There is already evidence that this liquid water has made it to the surface in the form of what is known as “chaos terrain,” which is highly disrupted topography where blocks of ice have broken off, shifted, and then refroze to the surface due to the lack of atmosphere and being exposed directly to the vacuum of space.
One example of chaotic terrain on Europa is Conamara Chaos, which was imaged by NASA’s Galileo spacecraft and later reconstructed to show what it looked like before the surface disruption took place.

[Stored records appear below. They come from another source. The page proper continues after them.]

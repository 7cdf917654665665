//! Conversion pipeline and orchestration.
//!
//! decode -> (memory downscale) -> filters -> resample -> edges -> dither ->
//! glyph + colour -> encode. A [`Converter`] wraps the pipeline with the
//! result cache; [`convert`] uses a process-wide converter.

use once_cell::sync::Lazy;
use std::path::Path;
use std::time::Instant;

use crate::ascii::{
    apply_filters, braille, detect_edges, dither_plane, dither_rgb, dither_rgb_to, encode,
    output_height, remap_detail, resample, resample_exact, select_glyph, Cell, CellColor,
    GlyphRamp, OutputGrid, CUBE_LEVELS,
};
use crate::cache::{cache_key, ResultCache, DEFAULT_CAPACITY};
use crate::config::{ColorMode, ConversionConfig};
use crate::error::Result;
use crate::pixels::{PixelBuffer, SourceImage};

/// Levels per channel when dithering truecolor and HTML output.
pub const COLOR_DITHER_LEVELS: usize = 6;

/// Run the stages up to (not including) encoding.
///
/// `cfg` must already be normalised.
pub fn render_grid(pixels: &PixelBuffer, cfg: &ConversionConfig) -> Result<OutputGrid> {
    let ramp = GlyphRamp::resolve(&cfg.preset, cfg.custom_chars.as_deref())?;

    let downscaled = if cfg.optimize_memory {
        pixels.downscaled(cfg.max_image_size)
    } else {
        None
    };
    let source = downscaled.as_ref().unwrap_or(pixels);

    let started = Instant::now();
    let filtered = apply_filters(source, cfg)?;
    log::debug!("filters: {:?}", started.elapsed());

    if cfg.color_mode == ColorMode::Braille {
        return render_braille(&filtered, cfg);
    }

    let started = Instant::now();
    let grid = resample(&filtered, cfg.output_width, cfg.aspect_ratio_correction)?;
    log::debug!(
        "resample {}x{} -> {}x{}: {:?}",
        filtered.width,
        filtered.height,
        grid.width,
        grid.height,
        started.elapsed()
    );

    let edges = cfg.edge_detect.then(|| detect_edges(&grid));

    let mut intensities: Vec<f32> = grid
        .luma
        .iter()
        .map(|&l| remap_detail(l as f32, cfg.detail_level))
        .collect();

    let colored = cfg.color_mode.is_colored();
    let mut colors = grid.colors.clone();

    if cfg.dithering {
        let started = Instant::now();
        dither_plane(&mut intensities, grid.width, grid.height, ramp.len());
        if colored {
            let planes: Vec<[f32; 3]> = colors
                .iter()
                .map(|c| [c.r as f32, c.g as f32, c.b as f32])
                .collect();
            let dithered = if cfg.color_mode == ColorMode::Ansi256 {
                // cube colours are their own nearest palette entry
                let cube = CUBE_LEVELS.map(f32::from);
                dither_rgb_to(&planes, grid.width, grid.height, &cube)
            } else {
                dither_rgb(&planes, grid.width, grid.height, COLOR_DITHER_LEVELS)
            };
            colors = dithered
                .into_iter()
                .map(|[r, g, b]| CellColor::new(to_channel(r), to_channel(g), to_channel(b)))
                .collect();
        }
        log::debug!("dither: {:?}", started.elapsed());
    }

    let cells = intensities
        .iter()
        .enumerate()
        .map(|(idx, &intensity)| {
            let edge = edges
                .as_ref()
                .and_then(|map| map.edge_at(idx, cfg.edge_threshold));
            Cell {
                glyph: select_glyph(intensity, edge, &ramp),
                color: colored.then_some(colors[idx]),
                intensity: to_channel(intensity),
                edge: edges.as_ref().map_or(0, |map| map.cells[idx].strength),
            }
        })
        .collect();

    Ok(OutputGrid {
        width: grid.width,
        height: grid.height,
        cells,
    })
}

fn render_braille(filtered: &PixelBuffer, cfg: &ConversionConfig) -> Result<OutputGrid> {
    let width = cfg.output_width as usize;
    let height = output_height(
        filtered.width,
        filtered.height,
        cfg.output_width,
        cfg.aspect_ratio_correction,
    ) as usize;

    let sub = resample_exact(filtered, width * braille::DOTS_X, height * braille::DOTS_Y)?;
    let mut values: Vec<f32> = sub
        .luma
        .iter()
        .map(|&l| remap_detail(l as f32, cfg.detail_level))
        .collect();
    if cfg.dithering {
        dither_plane(&mut values, sub.width, sub.height, 2);
    }
    Ok(braille::render(&sub, &values, width, height, cfg.braille_color))
}

#[inline]
fn to_channel(v: f32) -> u8 {
    v.round().clamp(0.0, 255.0) as u8
}

/// Normalise, render and encode, without caching.
pub fn run(pixels: &PixelBuffer, cfg: &ConversionConfig) -> Result<String> {
    let cfg = cfg.normalized()?;
    let grid = render_grid(pixels, &cfg)?;
    Ok(encode(&grid, cfg.color_mode))
}

/// Pipeline plus result cache.
///
/// Safe to share between threads; each call owns its buffers and only the
/// cache is shared.
pub struct Converter {
    cache: ResultCache,
}

impl Default for Converter {
    fn default() -> Self {
        Self::new(DEFAULT_CAPACITY)
    }
}

impl Converter {
    pub fn new(cache_capacity: usize) -> Self {
        Self {
            cache: ResultCache::new(cache_capacity),
        }
    }

    pub fn cache(&self) -> &ResultCache {
        &self.cache
    }

    /// Convert a decoded source, returning the cached result when the same
    /// image was already converted with an equivalent config.
    pub fn convert(&self, source: &SourceImage, cfg: &ConversionConfig) -> Result<String> {
        let cfg = cfg.normalized()?;
        let key = cache_key(&source.id, &cfg)?;
        if let Some(hit) = self.cache.get(&key) {
            log::debug!("cache hit {}", key);
            return Ok(hit);
        }

        let started = Instant::now();
        let grid = render_grid(&source.pixels, &cfg)?;
        let out = encode(&grid, cfg.color_mode);
        log::debug!(
            "converted {}x{} to {}x{} {} in {:?}",
            source.pixels.width,
            source.pixels.height,
            grid.width,
            grid.height,
            cfg.color_mode.name(),
            started.elapsed()
        );

        self.cache.insert(key, out.clone());
        Ok(out)
    }

    /// Decode encoded image bytes and convert them.
    pub fn convert_bytes(&self, bytes: &[u8], cfg: &ConversionConfig) -> Result<String> {
        let cfg = cfg.normalized()?;
        let source = SourceImage::from_bytes(bytes)?;
        self.convert(&source, &cfg)
    }

    /// Read, decode and convert an image file.
    pub fn convert_path(&self, path: &Path, cfg: &ConversionConfig) -> Result<String> {
        let cfg = cfg.normalized()?;
        let source = SourceImage::open(path)?;
        self.convert(&source, &cfg)
    }
}

static ENGINE: Lazy<Converter> = Lazy::new(Converter::default);

/// Convert with the process-wide converter and its shared cache.
pub fn convert(source: &SourceImage, cfg: &ConversionConfig) -> Result<String> {
    ENGINE.convert(source, cfg)
}

/// Decode and convert encoded image bytes with the process-wide converter.
pub fn convert_bytes(bytes: &[u8], cfg: &ConversionConfig) -> Result<String> {
    ENGINE.convert_bytes(bytes, cfg)
}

Europa’s vast ocean swirls beneath its icy crust despite the moon’s incredible distance from the Sun, putting it well beyond our star’s habitable zone, which is the sweet spot where liquid water can exist on a planet’s surface. Instead, this ocean exists from what is known as tidal heating, or the constant stretching and compressing the small moon endures as it orbits the much more massive Jupiter throughout its elliptical orbit. Along with Jupiter, Europa is also being constantly tugged by Jupiter’s moons, Io and Ganymede, the first and third Galilean satellites, respectively. This tidal heating leads to friction within Europa’s core, corresponding to heat and ultimately melting the inner ice into what is now Europa’s massive ocean.
“I find Europa captivating because its geology, interior, and orbit are all connected through the process of tides,” says Rhoden. “Europa’s gravitational relationship with Jupiter, and its neighboring moons, are responsible for creating this complex, active world. Each aspect you study is connected to the others, so there are a lot of ways to investigate the processes at work and a lot to get curious about.”
While Europa has been studied in-depth with past space missions, most notably NASA’s Galileo mission of the 1990s and early 2000s, NASA’s upcoming Europa Clipper mission proves to be a gamechanger in terms of our understanding of this fantastic icy moon, slated to launch in late 2024 with orbital insertion around Jupiter being accomplished in early 2030. The primary goal of Clipper is to ascertain the habitability potential for locations below the icy surface while making almost 50 extremely close flybys of the icy moon, some as low as 25 kilometers (16 miles).
“I started researching Europa 22 years ago, and I’ve had the same images to work with the entire time,” says Rhoden.
“So, I would say I am EXTREMELY excited for the new data sets that will be delivered by Clipper. As for habitability, there are probably many ways it will inform habitability, but what I am most interested to see is evidence of liquid water within the ice shell.”
Given how water is why life thrives here on Earth, what kinds of life could we find traversing Europa’s interior ocean?
While Rhoden jokingly says, “Space whales, obviously,” Manga is less optimistic, saying a gut feeling tells him there’s no life, but concludes by saying that it will take samples from a lander to know for sure.
Will Europa and its vast ocean finally answer the longstanding questions of whether we are alone in the universe? Only time will tell, and this is why we science!